• TASK TO COMPLETE: Search the data below, and report every line in which "requests" occurs.

START AVAILABLE RECORDS

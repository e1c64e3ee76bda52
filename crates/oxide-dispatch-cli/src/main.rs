//! oxide-dispatch CLI
//!
//! A small transport in front of the bookstore route table: dispatches
//! requests given on the command line or read from stdin.

mod bookstore;
mod response;

use std::collections::HashMap;
use std::io::{self, BufRead, Write};
use std::path::{Path, PathBuf};

use anyhow::{Context, bail};
use clap::{Parser, Subcommand, ValueEnum};
use tracing::{Level, debug, info, warn};
use tracing_subscriber::FmtSubscriber;

use oxide_dispatch::{DispatchPolicy, Dispatcher, DispatcherConfig, RequestDescriptor};

use crate::bookstore::Store;
use crate::response::{Response, ResponseWriter};

/// Dispatch requests against a demo bookstore route table.
#[derive(Parser)]
#[command(name = "oxide-dispatch")]
#[command(author, version, about, long_about = None)]
struct Cli {
    /// Dispatcher configuration file (JSON).
    #[arg(short, long, env = "OXIDE_DISPATCH_CONFIG")]
    config: Option<PathBuf>,

    /// Match policy; overrides the configuration file.
    #[arg(short, long, value_enum)]
    policy: Option<PolicyArg>,

    /// Enable verbose output.
    #[arg(short, long)]
    verbose: bool,

    #[command(subcommand)]
    command: Commands,
}

#[derive(Subcommand)]
enum Commands {
    /// List the route table in registration order.
    Routes,

    /// Dispatch a single request.
    Dispatch {
        /// Request method, e.g. GET.
        method: String,

        /// Request target: a path with an optional query string.
        target: String,
    },

    /// Dispatch `METHOD TARGET` lines read from stdin.
    Serve,

    /// Print the path of a named route.
    Url {
        /// Route name.
        name: String,

        /// Variable values as `name=value`.
        values: Vec<String>,
    },
}

#[derive(Clone, Copy, ValueEnum)]
enum PolicyArg {
    /// Every matching route fires.
    FireAll,
    /// Only the first matching route fires.
    FirstMatch,
}

impl From<PolicyArg> for DispatchPolicy {
    fn from(arg: PolicyArg) -> Self {
        match arg {
            PolicyArg::FireAll => Self::FireAll,
            PolicyArg::FirstMatch => Self::FirstMatch,
        }
    }
}

fn main() -> anyhow::Result<()> {
    let cli = Cli::parse();

    // Setup logging
    let log_level = if cli.verbose {
        Level::DEBUG
    } else {
        Level::INFO
    };
    let subscriber = FmtSubscriber::builder()
        .with_max_level(log_level)
        .with_target(false)
        .without_time()
        .with_writer(io::stderr)
        .finish();
    tracing::subscriber::set_global_default(subscriber)?;

    let config = load_config(cli.config.as_deref(), cli.policy)?;
    let dispatcher = Dispatcher::new(bookstore::routes()?, config);
    let store = Store::seeded();

    match cli.command {
        Commands::Routes => {
            println!("{:<8} {:<24} {:<16} {:<28} NAME", "VERB", "TEMPLATE", "VARIABLES", "PARAMS");
            println!("{:-<84}", "");
            for route in dispatcher.registry().routes() {
                let params = route
                    .plan()
                    .entries()
                    .map(|(name, source)| format!("{name}:{source:?}"))
                    .collect::<Vec<_>>()
                    .join(",");
                println!(
                    "{:<8} {:<24} {:<16} {:<28} {}",
                    route.verb(),
                    route.pattern().template(),
                    route.pattern().variables().join(","),
                    params,
                    route.name().unwrap_or("-"),
                );
            }
        }

        Commands::Dispatch { method, target } => {
            let stdout = io::stdout();
            let mut writer = ResponseWriter::new(stdout.lock());
            handle(&dispatcher, &store, &method, &target, &mut writer)?;
        }

        Commands::Serve => {
            info!("Reading requests from stdin, one `METHOD TARGET` per line.");
            let stdout = io::stdout();
            let mut writer = ResponseWriter::new(stdout.lock());
            for line in io::stdin().lock().lines() {
                let line = line?;
                let line = line.trim();
                if line.is_empty() || line.starts_with('#') {
                    continue;
                }
                let mut parts = line.split_whitespace();
                let (Some(method), Some(target), None) = (parts.next(), parts.next(), parts.next())
                else {
                    warn!(line, "expected `METHOD TARGET`");
                    continue;
                };
                handle(&dispatcher, &store, method, target, &mut writer)?;
            }
            info!(responses = writer.written(), "stdin closed");
        }

        Commands::Url { name, values } => {
            let values = parse_values(&values)?;
            match dispatcher.registry().url_for(&name, &values) {
                Some(path) => println!("{path}"),
                None => bail!("no route named {name:?}, or a variable has no value"),
            }
        }
    }

    Ok(())
}

/// Reads the configuration file, if any, then applies the command-line policy.
fn load_config(path: Option<&Path>, policy: Option<PolicyArg>) -> anyhow::Result<DispatcherConfig> {
    let mut config = match path {
        Some(path) => {
            let raw = std::fs::read_to_string(path)
                .with_context(|| format!("reading {}", path.display()))?;
            DispatcherConfig::from_json(&raw)
                .with_context(|| format!("parsing {}", path.display()))?
        }
        None => DispatcherConfig::default(),
    };
    if let Some(policy) = policy {
        config.policy = policy.into();
    }
    debug!(?config, "dispatcher configuration");
    Ok(config)
}

/// Dispatches one request and writes its responses. Answers 405 or 404 when
/// nothing fired. Fails on the first write error.
fn handle<W: Write>(
    dispatcher: &Dispatcher<Store, Response>,
    store: &Store,
    method: &str,
    target: &str,
    writer: &mut ResponseWriter<W>,
) -> anyhow::Result<()> {
    let req = RequestDescriptor::from_target(method, target);
    let fired = dispatcher.dispatch(&req, store, writer);
    if let Some(e) = writer.take_error() {
        return Err(e).context("writing response");
    }
    if !fired {
        let allowed = dispatcher.allowed_verbs(&req.path);
        let res = if allowed.is_empty() {
            Response::not_found()
        } else {
            Response::method_not_allowed(&allowed)
        };
        writer.write(&res)?;
    }
    Ok(())
}

fn parse_values(values: &[String]) -> anyhow::Result<HashMap<String, String>> {
    values
        .iter()
        .map(|pair| match pair.split_once('=') {
            Some((key, value)) => Ok((key.to_string(), value.to_string())),
            None => bail!("expected name=value, got {pair:?}"),
        })
        .collect()
}

#[cfg(test)]
mod tests {
    use super::*;

    #[test]
    fn test_load_config_policy_override() {
        let config = load_config(None, Some(PolicyArg::FirstMatch)).unwrap();
        assert_eq!(config.policy, DispatchPolicy::FirstMatch);

        let config = load_config(None, None).unwrap();
        assert_eq!(config.policy, DispatchPolicy::FireAll);
    }

    #[test]
    fn test_load_config_missing_file() {
        assert!(load_config(Some(Path::new("/nonexistent/dispatch.json")), None).is_err());
    }

    #[test]
    fn test_parse_values() {
        let values = parse_values(&["id=7".to_string()]).unwrap();
        assert_eq!(values.get("id").map(String::as_str), Some("7"));
        assert!(parse_values(&["id".to_string()]).is_err());
    }

    #[test]
    fn test_handle_not_found_and_not_allowed() {
        let dispatcher = Dispatcher::new(bookstore::routes().unwrap(), DispatcherConfig::default());
        let store = Store::seeded();

        let mut writer = ResponseWriter::new(Vec::new());
        handle(&dispatcher, &store, "PUT", "/books/1", &mut writer).unwrap();
        handle(&dispatcher, &store, "GET", "/nowhere", &mut writer).unwrap();

        let out = String::from_utf8(writer.into_inner()).unwrap();
        assert!(out.starts_with("405 Method Not Allowed\nAllow: GET, DELETE\n"));
        assert!(out.contains("404 Not Found"));
    }

    struct ClosedStdout;

    impl Write for ClosedStdout {
        fn write(&mut self, _buf: &[u8]) -> io::Result<usize> {
            Err(io::Error::from(io::ErrorKind::BrokenPipe))
        }

        fn flush(&mut self) -> io::Result<()> {
            Ok(())
        }
    }

    #[test]
    fn test_handle_fails_on_broken_output() {
        let dispatcher = Dispatcher::new(bookstore::routes().unwrap(), DispatcherConfig::default());
        let store = Store::seeded();

        let mut writer = ResponseWriter::new(ClosedStdout);
        let err = handle(&dispatcher, &store, "GET", "/books/1", &mut writer).unwrap_err();
        let io_err = err.downcast_ref::<io::Error>().unwrap();
        assert_eq!(io_err.kind(), io::ErrorKind::BrokenPipe);
        assert!(writer.take_error().is_none());

        assert!(handle(&dispatcher, &store, "GET", "/nowhere", &mut writer).is_err());
        assert_eq!(writer.written(), 0);
    }
}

END AVAILABLE RECORDS

• ANSWER SPACE:
//! requests given on the command line or read from stdin.
/// Dispatch requests against a demo bookstore route table.
            info!("Reading requests from stdin, one `METHOD TARGET` per line.");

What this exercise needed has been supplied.